In a letter written during the 1850s to the distinguished classical scholar J. B. Mayor, Seeley voiced his concern about the “new orthodoxy” of Comtean positivism. This creed, he argued, had gained its foothold not as a consequence of any intrinsic merits, but rather due to the lack of convincing alternatives. Hegel “will simply not do,” he declared firmly, and without substantive argument, but he could not yet provide any substitute.

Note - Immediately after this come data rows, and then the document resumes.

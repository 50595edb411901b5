//! # Triple Exponential Moving Average (TEMA)
//!
//! `3*e1 - 3*e2 + e3` over three cascaded EMA stages.

use crate::batch::{scan_batch, BatchError};
use crate::utilities::candle::{extract_price, Candle, PriceKind};
use crate::utilities::math::EmaState;
use crate::utilities::IndicatorResult;
use serde::{Deserialize, Serialize};

#[derive(Clone, Copy, Debug, Serialize, Deserialize)]
pub struct TemaParams {
    pub length: usize,
    pub price: PriceKind,
}

impl Default for TemaParams {
    fn default() -> Self {
        Self {
            length: 14,
            price: PriceKind::Close,
        }
    }
}

/// Evaluate every parameter set against every series in one dispatch.
pub fn tema_batch(
    series: &[Vec<Candle>],
    params: &[TemaParams],
) -> Result<Vec<Vec<Vec<IndicatorResult>>>, BatchError> {
    scan_batch(series, params, |bars, prm: &TemaParams, out| {
        let mut ema1 = EmaState::new(prm.length);
        let mut ema2 = EmaState::new(prm.length);
        let mut ema3 = EmaState::new(prm.length);
        for (i, c) in bars.iter().enumerate() {
            let e1 = ema1.update(extract_price(c, prm.price));
            let mut value = f32::NAN;
            if ema1.is_formed() {
                let e2 = ema2.update(e1);
                if ema2.is_formed() {
                    let e3 = ema3.update(e2);
                    if ema3.is_formed() {
                        value = 3.0 * e1 - 3.0 * e2 + e3;
                    }
                }
            }
            out[i] = IndicatorResult {
                time: c.time,
                value,
                is_formed: ema3.is_formed(),
            };
        }
    })
}

#[cfg(test)]
mod tests {
    use super::*;

    #[test]
    fn warmup_spans_three_stages() {
        let closes: Vec<Candle> = (0..12)
            .map(|i| {
                let c = 5.0 + i as f32;
                Candle::new(i as i64, c, c, c, c, 1.0)
            })
            .collect();
        let params = vec![TemaParams {
            length: 3,
            price: PriceKind::Close,
        }];
        let out = &tema_batch(&[closes], &params).unwrap()[0][0];
        assert!(!out[5].is_formed);
        assert!(out[6].is_formed);
        assert!(out[6].value.is_finite());
    }
}
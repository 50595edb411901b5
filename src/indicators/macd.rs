//! # Moving Average Convergence Divergence (MACD)
//!
//! Fast EMA minus slow EMA, a signal EMA over that difference, and their
//! histogram. The signal line starts accumulating only once the slow EMA
//! has seeded.

use crate::batch::{scan_batch, BatchError};
use crate::utilities::candle::{extract_price, Candle, PriceKind};
use crate::utilities::math::EmaState;
use serde::{Deserialize, Serialize};

#[derive(Clone, Copy, Debug, Serialize, Deserialize)]
pub struct MacdParams {
    pub fast_length: usize,
    pub slow_length: usize,
    pub signal_length: usize,
    pub price: PriceKind,
}

impl Default for MacdParams {
    fn default() -> Self {
        Self {
            fast_length: 12,
            slow_length: 26,
            signal_length: 9,
            price: PriceKind::Close,
        }
    }
}

#[derive(Clone, Copy, Debug, Serialize, Deserialize)]
pub struct MacdResult {
    pub time: i64,
    pub macd: f32,
    pub signal: f32,
    pub histogram: f32,
    pub is_formed: bool,
}

impl Default for MacdResult {
    fn default() -> Self {
        Self {
            time: 0,
            macd: f32::NAN,
            signal: f32::NAN,
            histogram: f32::NAN,
            is_formed: false,
        }
    }
}

/// Evaluate every parameter set against every series in one dispatch.
pub fn macd_batch(
    series: &[Vec<Candle>],
    params: &[MacdParams],
) -> Result<Vec<Vec<Vec<MacdResult>>>, BatchError> {
    scan_batch(series, params, macd_kernel)
}

fn macd_kernel(bars: &[Candle], prm: &MacdParams, out: &mut [MacdResult]) {
    let mut fast = EmaState::new(prm.fast_length);
    let mut slow = EmaState::new(prm.slow_length);
    let mut signal = EmaState::new(prm.signal_length);

    for (i, c) in bars.iter().enumerate() {
        let price = extract_price(c, prm.price);
        let f = fast.update(price);
        let s = slow.update(price);

        let mut r = MacdResult {
            time: c.time,
            ..MacdResult::default()
        };
        if fast.is_formed() && slow.is_formed() {
            let macd = f - s;
            r.macd = macd;
            let sig = signal.update(macd);
            if signal.is_formed() {
                r.signal = sig;
                r.histogram = macd - sig;
                r.is_formed = true;
            }
        }
        out[i] = r;
    }
}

Two decades later he outlined a potential response in his “naturalreligion,” attempting to draw what he saw as the best features of positivism within the orbit of a more conventional Anglican theology.7 In Seeley’s attempt to reformulate religion—and in particular to re-establish the foundations necessary for a prescriptive ethical code—in terms absorbable by the modern, post-Darwin mind, we witness an instance of Nietzsche’s characteristically insightful proclamation: “In England, in response to every little emancipation from theology one has to reassert one’s position in a fear-inspiring manner as a moral fanatic.”8
Seeley followed a trajectory typical of the son of “extreme” evangelicals. 9 Bypassing the early crisis of faith so common among his contemporaries, he glided from a youthful immersion in evangelicalism to a less unforgiving incarnationalism, from a harsh and apocryphal vision of the cosmos to a milder one in which the life of Jesus served as a noble example for human behavior. In particular, Seeley drew inspiration from the “broad church” theologians, A. P. Stanley, F. W. Robertson, and especially Thomas Arnold and F. D. Maurice.10 The term “broad church” had been coined earlier in the century to encompass, albeit not with great accuracy, those sharing a more liberal theological sensibility in the face of the supernaturalism and biblical literalism that united the otherwise conflicting High (Anglo-Catholic, Tractarian-influenced) and Low (Evangel-ical) churches.11 In the background hovered Samuel Taylor Coleridge, whose ideas on the relationship between Church and State influenced thebroad church theologians, and whose notion of a “clerisy” Seeley also adopted, though, as we shall see, in a modified form.12 Seeley’s latitudinarianism seems to have been reinforced by the time he spent in London, where he mixed in liberal intellectual and political circles, although his religious views were never as radical as they might at first have appeared.13 Indeed he can be seen as a fairly conventional follower of the broad church theologians, with their focus on the interrelationship between (the usually capitalized) Church and State, their quest to reconcile modernity and tradition and to cultivate the spiritual qualities of the people, and their concomitant desire for securing national unity through the eradication of interdenominational and class strife.14 Seeley believed that the Church of England was failing in its appointed task of educating the nation morally, of providing a sense of concord and purpose for society.15 In the last two decades of the century, he began to shift the burden of this task away from traditional religious institutions and onto the shoulders of what he hoped would become a reconfigured historical discipline, a new clerisy.